Lo más visible de la crisis venezolana es la escasez de productos de primera necesidad, con sus secuelas de inflación y especulación. Como corresponde a situaciones de polarización extrema, esa realidad encuentra dos explicaciones totalmente contrarias. Desde el lado gubernamental o, en general desde el chavismo, se sostiene que es el resultado de la guerra económica declarada por la burguesía y el imperialismo. Desde la oposición se alude a la incapacidad del presidente y al errado modelo económico y político aplicado no solamente bajo la gestión del actual mandatario, sino desde el inicio de este proceso hace más de una década. Los primeros creen que la solución inmediata está en el fortalecimiento de los poderes presidenciales, mientras los otros sostienen que es necesaria su sustitución y la definición de un rumbo radicalmente diferente.

A pesar del abismo que las separa, ambas posiciones están fuertemente hermanadas por su visión de corto plazo, por la dificultad para ver más allá de lo inmediato. Es obvio que así suceda, porque las condiciones políticas las colocan frente a hechos que requieren definiciones y decisiones inmediatas. Pero, sobre todo –y ese es el asunto de fondo– es inevitable porque ninguna de las dos quiere romper con la historia rentista en lo económico y clientelar en lo político de la Venezuela petrolera. De allí se derivan los problemas actuales. Estos pueden haberse agudizado por la incapacidad gubernamental y por la especulación de algunos grupos, pero ya estaban allí desde mucho tiempo atrás.

Estaban ya en el espejismo de la Venezuela-Saudita, como irónica pero a la vez orgullosamente la llamaban los propios venezolanos. Están allí desde los tiempos en que el whisky se fue transformando en la bebida nacional y desde cuando se importaba agua de Escocia para acompañarlo. Están desde los años en que no faltaba quien se trajera aire comprimido desde los Alpes para hacer respirable el contaminado aire de Caracas. Están desde los días en que el “ta’barato, dame dos” se convirtió en la frase que los identificaba en los centros comerciales de la Florida.

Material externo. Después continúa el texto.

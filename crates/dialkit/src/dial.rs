use crate::config::ScaleConfig;
use crate::error::{ConfigurationError, SequencingError};
use crate::geometry::Rect;
use crate::gesture::{DragEvent, GestureTracker};
use crate::layout::{self, AngleSource, ScaleGeometry};
use crate::primitive::DrawPrimitive;

#[derive(Debug, Clone)]
pub struct ScaleDial {
    config: ScaleConfig,
    tracker: GestureTracker,
    bounds: Rect,
}

impl ScaleDial {
    pub fn new(config: ScaleConfig) -> Result<Self, ConfigurationError> {
        config.validate()?;
        Ok(Self {
            tracker: GestureTracker::new(config.range)?,
            config,
            bounds: Rect::default(),
        })
    }

    pub fn config(&self) -> &ScaleConfig {
        &self.config
    }

    pub fn bounds(&self) -> Rect {
        self.bounds
    }

    pub fn value(&self) -> i32 {
        self.tracker.value()
    }

    pub fn angle(&self) -> f64 {
        self.tracker.angle()
    }

    pub fn is_dragging(&self) -> bool {
        self.tracker.is_dragging()
    }

    pub fn geometry(&self) -> ScaleGeometry {
        ScaleGeometry::new(&self.config.style, self.bounds)
    }

    pub fn resize(&mut self, bounds: Rect) {
        self.bounds = bounds;
        self.tracker.set_pivot(self.geometry().track_center);
    }

    pub fn handle(&mut self, event: DragEvent) -> Result<Option<i32>, SequencingError> {
        self.tracker.handle(event)
    }

    pub fn cancel_drag(&mut self) -> bool {
        self.tracker.cancel_drag()
    }

    pub fn primitives(&self) -> Result<Vec<DrawPrimitive>, ConfigurationError> {
        layout::layout(&self.config, &self.tracker, self.bounds)
    }

    /// The rotation survives as long as the value range is unchanged.
    pub fn reconfigure(&mut self, config: ScaleConfig) -> Result<(), ConfigurationError> {
        config.validate()?;
        if config.range != self.config.range {
            log::info!(
                "Value range changed to [{}, {}], resetting to {}",
                config.range.min,
                config.range.max,
                config.range.initial
            );
            self.tracker = GestureTracker::new(config.range)?;
        } else if self.tracker.cancel_drag() {
            log::debug!("Active drag ended by reconfiguration");
        }
        self.config = config;
        self.resize(self.bounds);
        Ok(())
    }
}

impl AngleSource for ScaleDial {
    fn angle_degrees(&self) -> f64 {
        self.angle()
    }
}

#[cfg(test)]
mod tests {
    use super::*;
    use crate::config::{ScaleStyle, ValueRange};
    use crate::geometry::Point;

    fn dial() -> ScaleDial {
        let mut dial = ScaleDial::new(ScaleConfig::default()).unwrap();
        dial.resize(Rect::from_size(400.0, 300.0));
        dial
    }

    /// Point on the track at `degrees` clockwise from the top.
    fn on_track(dial: &ScaleDial, degrees: f64) -> Point {
        let geometry = dial.geometry();
        Point::polar(
            geometry.track_center,
            dial.config().style.radius,
            (degrees - 90.0).to_radians(),
        )
    }

    #[test]
    fn test_resize_moves_pivot_to_track_center() {
        let dial = dial();
        assert_eq!(dial.tracker.pivot(), Point::new(200.0, 625.0));
    }

    #[test]
    fn test_drag_through_facade() {
        let mut dial = dial();
        assert_eq!(dial.value(), 80);

        let start = on_track(&dial, 0.0);
        assert_eq!(dial.handle(DragEvent::Start(start)), Ok(None));
        assert!(dial.is_dragging());
        let moved = dial.handle(DragEvent::Move(on_track(&dial, 12.0))).unwrap();
        assert_eq!(moved, Some(68));
        assert_eq!(dial.handle(DragEvent::End), Ok(None));
        assert_eq!(dial.value(), 68);
        assert_eq!(
            dial.handle(DragEvent::Move(start)),
            Err(SequencingError::MoveWithoutSession)
        );
    }

    #[test]
    fn test_tall_widget_drag_below_pivot() {
        let mut dial = ScaleDial::new(ScaleConfig::default()).unwrap();
        dial.resize(Rect::from_size(400.0, 1000.0));
        let pivot = dial.tracker.pivot();
        let below = |dx: f64| Point::new(pivot.x + dx, pivot.y + 200.0);

        dial.handle(DragEvent::Start(below(-100.0))).unwrap();
        let before = dial.handle(DragEvent::Move(below(-1.0))).unwrap();
        let after = dial.handle(DragEvent::Move(below(1.0))).unwrap();
        dial.handle(DragEvent::End).unwrap();

        assert_eq!(before, Some(106));
        assert_eq!(after, Some(107));
    }

    #[test]
    fn test_primitives_follow_the_angle() {
        let mut dial = dial();
        dial.handle(DragEvent::Start(on_track(&dial, 0.0))).unwrap();
        dial.handle(DragEvent::Move(on_track(&dial, 20.0))).unwrap();
        dial.handle(DragEvent::End).unwrap();

        assert_eq!(
            dial.primitives().unwrap(),
            layout::layout(dial.config(), &dial.angle(), dial.bounds()).unwrap()
        );
    }

    #[test]
    fn test_reconfigure_keeps_angle_for_same_range() {
        let mut dial = dial();
        dial.handle(DragEvent::Start(on_track(&dial, 0.0))).unwrap();
        dial.handle(DragEvent::Move(on_track(&dial, -10.0))).unwrap();

        let style = ScaleStyle {
            radius: 300.0,
            ..ScaleStyle::default()
        };
        dial.reconfigure(ScaleConfig::new(ValueRange::default(), style))
            .unwrap();
        assert!(!dial.is_dragging());
        assert_eq!(dial.value(), 90);
        assert_eq!(dial.tracker.pivot(), Point::new(200.0, 375.0));

        dial.reconfigure(ScaleConfig::new(ValueRange::new(0, 10, 5), style))
            .unwrap();
        assert_eq!(dial.value(), 5);
        assert_eq!(dial.angle(), 0.0);
    }

    #[test]
    fn test_reconfigure_rejects_invalid_config() {
        let mut dial = dial();
        let bad = ScaleConfig::new(ValueRange::new(5, 0, 3), ScaleStyle::default());
        assert!(dial.reconfigure(bad).is_err());
        assert_eq!(dial.config(), &ScaleConfig::default());
    }
}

La vida barata asentada en la renta petrolera fue estructurando una economía cada vez menos productiva, pero llena de incentivos para el consumismo. Impulsó también un tipo de política asentada en las relaciones clientelares, bajo el entendido de que a cada uno le correspondía una parte de esa renta. Mientras tanto, iba desapareciendo la agricultura, se incrementaban los niveles de corrupción y la convivencia se hacía insostenible. El caracazo de 1989 fue la primera señal de alarma a la que nadie dio la importancia que se merecía. Erróneamente se lo interpretó solo como una reacción contra el ajuste neoliberal, cuando en realidad era la expresión del agotamiento del modelo mantenido desde el inicio de la exportación petrolera.

Los gobiernos que vinieron después, incluidos los de Hugo Chávez, nada hicieron por ir a la raíz de los problemas. Al contrario, insistieron en lo mismo. Las últimas medidas lo expresan claramente. “Ta’barato, compren dos” es la orden presidencial. La Venezuela-Saudita ya es de todos.